Notice: Page may contain affiliate links for which we may earn a small commission through services like Amazon Affiliates or Skimlinks.

jcl333

Active Member
May 28, 2011
253
74
28
Hello, here is my situation.

Supermicro x10srh-cf with onboard 3008 flashed to IT mode (FW 16.00.01.00/BIOS 8.37.00.00/EFI 18.00.00.00)
8x HUSMM144CLAR400 SSDs in R10
I create the array, and within a few minutes the background initialization starts throwing these errors.
Here it is in LSI Storage Authority, in MegaRAID Storage Manager the error is 109
drive errors.png

I have replaced the drive on "deviceid 2", twice, same thing happens (I delete and recreate the array to test).
Also, the errors are always in the same locations between 0x80 and 0x86 and keep repeating.

However, the background initialization continues regardless, the VD is accessible the whole time, if it weren't for these errors it wouldn't appear that anything is wrong and all the drives are online.

Other things I will try:
- Noticed there is a newer 16.00.10.00 firmware from 7/2020, I will try that
- Swap the cable with another one (using breakout cable in this case, not a backplane)

I have two identical servers with this configuration, this is the second one, I did not have this problem at all on the first one, everything the same.
The only difference is that the other one is in a SM 16-bay case (not using the bays for these though).

I suppose I could have a bad port, I hope not, that would certainly suck.

But, what I am really wondering is, what does this error mean? I looked it up in the user guide and it is not helpful, so I am wondering if others here have run into this and can maybe let me know what the proper context of this error is. It says "fatal" so probably should not be ignored.

If it were a bad drive, I would expect it to mark it as such.

Any help greatly appreciated.

Thanks

-JCL
 

andrewbedia

Well-Known Member
Jan 11, 2013
701
260
63
Oh I have that board! However, I don't think I use it at all the way you do (CentOS 8, IT mode, ZFS).

> what does this error mean?
Probably unrecoverable read errors or unrecoverable write errors.

>Other things I will try:
these are good ideas.

I'm assuming you mean IR (integrated raid) mode since you're using the controller to define the array rather than some software defined solution?

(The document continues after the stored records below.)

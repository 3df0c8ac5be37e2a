//! Trading strategies
//!
//! The lifecycle shell ([`StrategyHandle`]) owns subscriptions, local
//! order tracking and position bookkeeping; strategy logic plugs in
//! through [`StrategyLogic`] hooks. Three reference strategies exercise
//! the core: a spread-quoting market maker, a moving-average trend
//! follower and a pair statistical arbitrage.

#![warn(missing_docs)]
#![warn(clippy::all)]
#![forbid(unsafe_code)]

pub mod lifecycle;
pub mod manager;
pub mod market_maker;
pub mod stat_arb;
pub mod trend_follower;

pub use lifecycle::{StrategyContext, StrategyHandle, StrategyLogic};
pub use manager::StrategyManager;
pub use market_maker::{MarketMaker, MarketMakerConfig};
pub use stat_arb::{PairConfig, StatArbConfig, StatArbitrage};
pub use trend_follower::{TrendFollower, TrendFollowerConfig};
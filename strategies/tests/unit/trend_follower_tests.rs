//! Unit tests for the trend follower

use crate::helpers::{assert_market, fill_for, recording_ctx, tick};
use common::types::Side;
use numerics::{CpuBackend, NumericsBackend, NumericsError, OptionQuote, SimulationParams};
use rstest::*;
use std::sync::Arc;
use strategies::{StrategyLogic, TrendFollower, TrendFollowerConfig};

fn config() -> TrendFollowerConfig {
    TrendFollowerConfig {
        short_period: 3,
        long_period: 10,
        atr_period: 3,
        position_size: 1.0,
        max_position_size: 5.0,
        stop_loss_pct: 0.02,
        take_profit_pct: 0.04,
        atr_multiplier: 1.0,
    }
}

#[fixture]
fn follower() -> TrendFollower {
    TrendFollower::new(config(), "BTCUSDT", "sim", Arc::new(CpuBackend::new()))
}

#[rstest]
fn single_buy_at_bullish_crossover(mut follower: TrendFollower) {
    let (gateway, ctx) = recording_ctx("trend");
    follower.on_initialize(&ctx).unwrap();

    // Rising closes 100..=120: the cross fires once when both MAs exist,
    // and never again while short stays above long
    for price in 100..=120 {
        follower.on_market_data(&ctx, &tick("BTCUSDT", f64::from(price))).unwrap();
    }
    let submitted = gateway.submitted();
    assert_eq!(submitted.len(), 1, "exactly one entry per cross");
    // Unit moves give ATR 1, so size = position_size * atr_multiplier / 1
    assert_market(&submitted[0].1, Side::Buy, 1.0);
}

#[rstest]
fn opposite_cross_flips_the_signal(mut follower: TrendFollower) {
    let (gateway, ctx) = recording_ctx("trend");
    follower.on_initialize(&ctx).unwrap();

    for price in 100..=115 {
        follower.on_market_data(&ctx, &tick("BTCUSDT", f64::from(price))).unwrap();
    }
    assert_eq!(gateway.submit_count(), 1);

    // No position was filled, so the decline produces a single short entry
    for price in (95..=114).rev() {
        follower.on_market_data(&ctx, &tick("BTCUSDT", f64::from(price))).unwrap();
    }
    let submitted = gateway.submitted();
    assert_eq!(submitted.len(), 2, "one entry per cross direction");
    assert_eq!(submitted[1].1.side, Side::Sell);
}

#[rstest]
fn ignores_other_symbols(mut follower: TrendFollower) {
    let (gateway, ctx) = recording_ctx("trend");
    follower.on_initialize(&ctx).unwrap();
    for price in 100..=120 {
        follower.on_market_data(&ctx, &tick("ETHUSDT", f64::from(price))).unwrap();
    }
    assert_eq!(gateway.submit_count(), 0);
}

#[rstest]
fn take_profit_closes_the_position(mut follower: TrendFollower) {
    let (gateway, ctx) = recording_ctx("trend");
    follower.on_initialize(&ctx).unwrap();

    for price in 100..=110 {
        follower.on_market_data(&ctx, &tick("BTCUSDT", f64::from(price))).unwrap();
    }
    let submitted = gateway.submitted();
    assert_eq!(submitted.len(), 1);
    let (entry_id, entry_order, _) = submitted[0].clone();

    // Fill the entry at 110: stop 107.8, target 114.4
    follower
        .on_trade_update(&ctx, &fill_for(&entry_id, &entry_order, 110.0))
        .unwrap();
    assert!((follower.position() - 1.0).abs() < 1e-12);

    for price in [111.0, 112.0, 113.0, 114.0] {
        follower.on_market_data(&ctx, &tick("BTCUSDT", price)).unwrap();
    }
    assert_eq!(gateway.submit_count(), 1, "target not yet breached");

    follower.on_market_data(&ctx, &tick("BTCUSDT", 114.5)).unwrap();
    let submitted = gateway.submitted();
    assert_eq!(submitted.len(), 2, "breach closes the position");
    assert_market(&submitted[1].1, Side::Sell, 1.0);

    // The close is in flight: further breaches do not stack closes
    follower.on_market_data(&ctx, &tick("BTCUSDT", 115.0)).unwrap();
    assert_eq!(gateway.submit_count(), 2);

    // Fill the close: flat again with exit levels cleared
    let (close_id, close_order, _) = gateway.submitted()[1].clone();
    follower
        .on_trade_update(&ctx, &fill_for(&close_id, &close_order, 114.5))
        .unwrap();
    assert_eq!(follower.position(), 0.0);
}

#[rstest]
fn stop_loss_closes_a_short(mut follower: TrendFollower) {
    let (gateway, ctx) = recording_ctx("trend");
    follower.on_initialize(&ctx).unwrap();

    // Build a bearish cross: rise to 110 then fall to 100
    for price in 100..=110 {
        follower.on_market_data(&ctx, &tick("BTCUSDT", f64::from(price))).unwrap();
    }
    for price in (100..=109).rev() {
        follower.on_market_data(&ctx, &tick("BTCUSDT", f64::from(price))).unwrap();
    }
    let submitted = gateway.submitted();
    assert_eq!(submitted.len(), 2);
    assert_eq!(submitted[1].1.side, Side::Sell);
    let (short_id, short_order, _) = submitted[1].clone();

    // Fill the short at 100: stop 102, target 96
    follower
        .on_trade_update(&ctx, &fill_for(&short_id, &short_order, 100.0))
        .unwrap();
    assert!(follower.position() < 0.0);

    follower.on_market_data(&ctx, &tick("BTCUSDT", 102.5)).unwrap();
    let submitted = gateway.submitted();
    assert_eq!(submitted.len(), 3, "stop breached");
    assert_eq!(submitted[2].1.side, Side::Buy);
}

/// Backend that always fails, for the skip-tick contract
struct UnavailableBackend;

impl NumericsBackend for UnavailableBackend {
    fn moving_average(&self, _: &[f64], _: usize) -> Result<Vec<f64>, NumericsError> {
        Err(NumericsError::Unavailable)
    }
    fn ema(&self, _: &[f64], _: f64) -> Result<Vec<f64>, NumericsError> {
        Err(NumericsError::Unavailable)
    }
    fn bollinger(
        &self,
        _: &[f64],
        _: usize,
        _: f64,
    ) -> Result<(Vec<f64>, Vec<f64>, Vec<f64>), NumericsError> {
        Err(NumericsError::Unavailable)
    }
    fn rsi(&self, _: &[f64], _: usize) -> Result<Vec<f64>, NumericsError> {
        Err(NumericsError::Unavailable)
    }
    fn black_scholes(&self, _: &[OptionQuote]) -> Result<(Vec<f64>, Vec<f64>), NumericsError> {
        Err(NumericsError::Unavailable)
    }
    fn monte_carlo(
        &self,
        _: &SimulationParams,
        _: usize,
        _: usize,
    ) -> Result<Vec<Vec<f64>>, NumericsError> {
        Err(NumericsError::Unavailable)
    }
    fn portfolio_optimize(
        &self,
        _: &[f64],
        _: &[Vec<f64>],
        _: f64,
        _: f64,
    ) -> Result<Vec<f64>, NumericsError> {
        Err(NumericsError::Unavailable)
    }
    fn value_at_risk(
        &self,
        _: &[Vec<f64>],
        _: &[f64],
        _: f64,
        _: u32,
    ) -> Result<f64, NumericsError> {
        Err(NumericsError::Unavailable)
    }
}

#[rstest]
fn numerics_failure_skips_the_tick_only() {
    let mut follower =
        TrendFollower::new(config(), "BTCUSDT", "sim", Arc::new(UnavailableBackend));
    let (gateway, ctx) = recording_ctx("trend");
    follower.on_initialize(&ctx).unwrap();
    for price in 100..=120 {
        // The hook must stay Ok even though every indicator call fails
        follower.on_market_data(&ctx, &tick("BTCUSDT", f64::from(price))).unwrap();
    }
    assert_eq!(gateway.submit_count(), 0);
}
//! Event dispatcher
//!
//! Owns the ring: publishers go through the producer side behind a mutex
//! (the execution core serializes its venue bridges on top of that), a
//! single consumer thread pops events and invokes subscribers in
//! registration order. Handlers are result-carrying; a failing handler is
//! logged and does not affect its siblings.

use common::config::DispatcherConfig;
use common::error::{DropReason, PublishOutcome};
use common::events::{Event, EventKind, SystemEvent};
use parking_lot::{Condvar, Mutex};
use rustc_hash::FxHashMap;
use std::sync::atomic::{AtomicBool, AtomicU64, Ordering};
use std::sync::Arc;
use std::thread::JoinHandle;
use std::time::{Duration, Instant};
use tracing::{debug, info, warn};

use crate::ring::{spsc, Consumer, Producer};

/// Subscriber callback; an `Err` is logged and counted, siblings still run
pub type Handler = Arc<dyn Fn(&Event) -> anyhow::Result<()> + Send + Sync>;

/// Opaque subscription token
#[derive(Debug, Clone, Copy, PartialEq, Eq, Hash)]
pub struct SubscriptionId(u64);

/// Length of the drop-rate observation window
const DEGRADED_WINDOW: Duration = Duration::from_secs(10);
/// Backstop wait so a missed notify cannot stall the consumer
const IDLE_WAIT: Duration = Duration::from_millis(50);

#[derive(Default)]
struct Counters {
    published: AtomicU64,
    delivered: AtomicU64,
    dropped_full: AtomicU64,
    dropped_not_running: AtomicU64,
    handler_errors: AtomicU64,
}

/// Snapshot of dispatcher counters
#[derive(Debug, Clone, Copy, PartialEq, Eq)]
pub struct DispatcherStats {
    /// Events accepted by `publish`
    pub published: u64,
    /// Handler invocations that returned Ok
    pub delivered: u64,
    /// Publishes dropped on a full ring
    pub dropped_full: u64,
    /// Publishes dropped while stopped
    pub dropped_not_running: u64,
    /// Handler invocations that returned Err
    pub handler_errors: u64,
}

struct DropWindow {
    started: Instant,
    drops: u64,
    signalled: bool,
}

struct Shared {
    producer: Mutex<Producer<Event>>,
    consumer_slot: Mutex<Option<Consumer<Event>>>,
    running: AtomicBool,
    wake_lock: Mutex<()>,
    wake: Condvar,
    subscribers: Mutex<FxHashMap<EventKind, Vec<(SubscriptionId, Handler)>>>,
    next_subscription: AtomicU64,
    counters: Counters,
    degraded_threshold: u64,
    drop_window: Mutex<DropWindow>,
    // Reserved slot for the Degraded notification so it bypasses the full ring
    reserved: Mutex<Option<Event>>,
}

/// Event dispatcher over the SPSC ring
pub struct EventDispatcher {
    shared: Arc<Shared>,
    thread: Mutex<Option<JoinHandle<()>>>,
}

impl EventDispatcher {
    /// Build a stopped dispatcher with the configured ring capacity
    #[must_use]
    pub fn new(config: &DispatcherConfig) -> Self {
        let (producer, consumer) = spsc(config.buffer_size);
        Self {
            shared: Arc::new(Shared {
                producer: Mutex::new(producer),
                consumer_slot: Mutex::new(Some(consumer)),
                running: AtomicBool::new(false),
                wake_lock: Mutex::new(()),
                wake: Condvar::new(),
                subscribers: Mutex::new(FxHashMap::default()),
                next_subscription: AtomicU64::new(1),
                counters: Counters::default(),
                degraded_threshold: config.degraded_threshold.max(1),
                drop_window: Mutex::new(DropWindow {
                    started: Instant::now(),
                    drops: 0,
                    signalled: false,
                }),
                reserved: Mutex::new(None),
            }),
            thread: Mutex::new(None),
        }
    }

    /// Start the consumer thread; idempotent
    pub fn start(&self) {
        if self.shared.running.swap(true, Ordering::AcqRel) {
            return;
        }
        let consumer = self
            .shared
            .consumer_slot
            .lock()
            .take()
            .expect("consumer handle present when stopped");
        let shared = self.shared.clone();
        let handle = std::thread::Builder::new()
            .name("event-dispatcher".to_string())
            .spawn(move || consume(shared, consumer))
            .expect("spawn dispatcher thread");
        *self.thread.lock() = Some(handle);
        info!("event dispatcher started");
    }

    /// Stop the consumer thread; idempotent. Buffered events are drained
    /// before the thread exits; publishes after return are rejected.
    pub fn stop(&self) {
        if !self.shared.running.swap(false, Ordering::AcqRel) {
            return;
        }
        self.shared.wake.notify_all();
        if let Some(handle) = self.thread.lock().take() {
            if handle.join().is_err() {
                warn!("dispatcher thread panicked during shutdown");
            }
        }
        info!("event dispatcher stopped");
    }

    /// Whether the consumer is running
    #[must_use]
    pub fn is_running(&self) -> bool {
        self.shared.running.load(Ordering::Acquire)
    }

    /// Non-blocking publish
    pub fn publish(&self, event: Event) -> PublishOutcome {
        if !self.is_running() {
            self.shared
                .counters
                .dropped_not_running
                .fetch_add(1, Ordering::Relaxed);
            return PublishOutcome::Dropped(DropReason::NotRunning);
        }
        let full = {
            let mut producer = self.shared.producer.lock();
            producer.push(event).is_err()
        };
        if full {
            self.shared
                .counters
                .dropped_full
                .fetch_add(1, Ordering::Relaxed);
            self.note_drop();
            return PublishOutcome::Dropped(DropReason::BufferFull);
        }
        self.shared.counters.published.fetch_add(1, Ordering::Relaxed);
        self.shared.wake.notify_one();
        PublishOutcome::Accepted
    }

    /// Register a handler for one event kind; takes effect from the next
    /// dispatched event
    pub fn subscribe(&self, kind: EventKind, handler: Handler) -> SubscriptionId {
        let id = SubscriptionId(
            self.shared
                .next_subscription
                .fetch_add(1, Ordering::Relaxed),
        );
        self.shared
            .subscribers
            .lock()
            .entry(kind)
            .or_default()
            .push((id, handler));
        debug!(kind = %kind, id = id.0, "subscriber registered");
        id
    }

    /// Remove a subscription; unknown tokens are ignored
    pub fn unsubscribe(&self, id: SubscriptionId) {
        let mut subscribers = self.shared.subscribers.lock();
        for handlers in subscribers.values_mut() {
            handlers.retain(|(sub_id, _)| *sub_id != id);
        }
    }

    /// Number of subscribers for one kind
    #[must_use]
    pub fn subscriber_count(&self, kind: EventKind) -> usize {
        self.shared
            .subscribers
            .lock()
            .get(&kind)
            .map_or(0, Vec::len)
    }

    /// Counter snapshot
    #[must_use]
    pub fn stats(&self) -> DispatcherStats {
        let c = &self.shared.counters;
        DispatcherStats {
            published: c.published.load(Ordering::Relaxed),
            delivered: c.delivered.load(Ordering::Relaxed),
            dropped_full: c.dropped_full.load(Ordering::Relaxed),
            dropped_not_running: c.dropped_not_running.load(Ordering::Relaxed),
            handler_errors: c.handler_errors.load(Ordering::Relaxed),
        }
    }

    fn note_drop(&self) {
        let mut window = self.shared.drop_window.lock();
        let now = Instant::now();
        if now.duration_since(window.started) > DEGRADED_WINDOW {
            window.started = now;
            window.drops = 0;
            window.signalled = false;
        }
        window.drops += 1;
        if !window.signalled && window.drops >= self.shared.degraded_threshold {
            window.signalled = true;
            let dropped = window.drops;
            drop(window);
            warn!(dropped, "publish drop rate over threshold, signalling degraded");
            *self.shared.reserved.lock() = Some(Event::System(SystemEvent::Degraded {
                dropped,
                window_secs: DEGRADED_WINDOW.as_secs(),
            }));
            self.shared.wake.notify_one();
        }
    }
}

impl Drop for EventDispatcher {
    fn drop(&mut self) {
        self.stop();
    }
}

fn consume(shared: Arc<Shared>, mut consumer: Consumer<Event>) {
    loop {
        // The reserved slot carries system degradation ahead of the backlog
        let staged = shared.reserved.lock().take();
        if let Some(event) = staged {
            dispatch(&shared, &event);
            continue;
        }

        match consumer.pop() {
            Some(event) => dispatch(&shared, &event),
            None => {
                if !shared.running.load(Ordering::Acquire) {
                    break;
                }
                let mut guard = shared.wake_lock.lock();
                if consumer.is_empty()
                    && shared.running.load(Ordering::Acquire)
                    && shared.reserved.lock().is_none()
                {
                    shared.wake.wait_for(&mut guard, IDLE_WAIT);
                }
            }
        }
    }
    // Final drain: events accepted before stop() still get delivered
    if let Some(event) = shared.reserved.lock().take() {
        dispatch(&shared, &event);
    }
    while let Some(event) = consumer.pop() {
        dispatch(&shared, &event);
    }
    *shared.consumer_slot.lock() = Some(consumer);
}

fn dispatch(shared: &Arc<Shared>, event: &Event) {
    // Snapshot under the lock, invoke outside it: handlers may subscribe or
    // unsubscribe, and those changes apply from the next event
    let handlers: Vec<(SubscriptionId, Handler)> = shared
        .subscribers
        .lock()
        .get(&event.kind())
        .cloned()
        .unwrap_or_default();
    for (id, handler) in handlers {
        match handler(event) {
            Ok(()) => {
                shared.counters.delivered.fetch_add(1, Ordering::Relaxed);
            }
            Err(e) => {
                shared
                    .counters
                    .handler_errors
                    .fetch_add(1, Ordering::Relaxed);
                warn!(subscription = id.0, kind = %event.kind(), error = %e, "event handler failed");
            }
        }
    }
}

Is this on Windows? Have you checked with a tool like hard disk sentinel to see if the drives are actually any good or not? Be aware that interpreting SAS SMART data is a little strange if all you've ever seen is SMART data from a SATA drive. I would be looking for errors by the drive itself (e.g. UREs/URWs) and errors in transit (called UDMA CRC errors on SATA drives, can't remember what SAS calls it).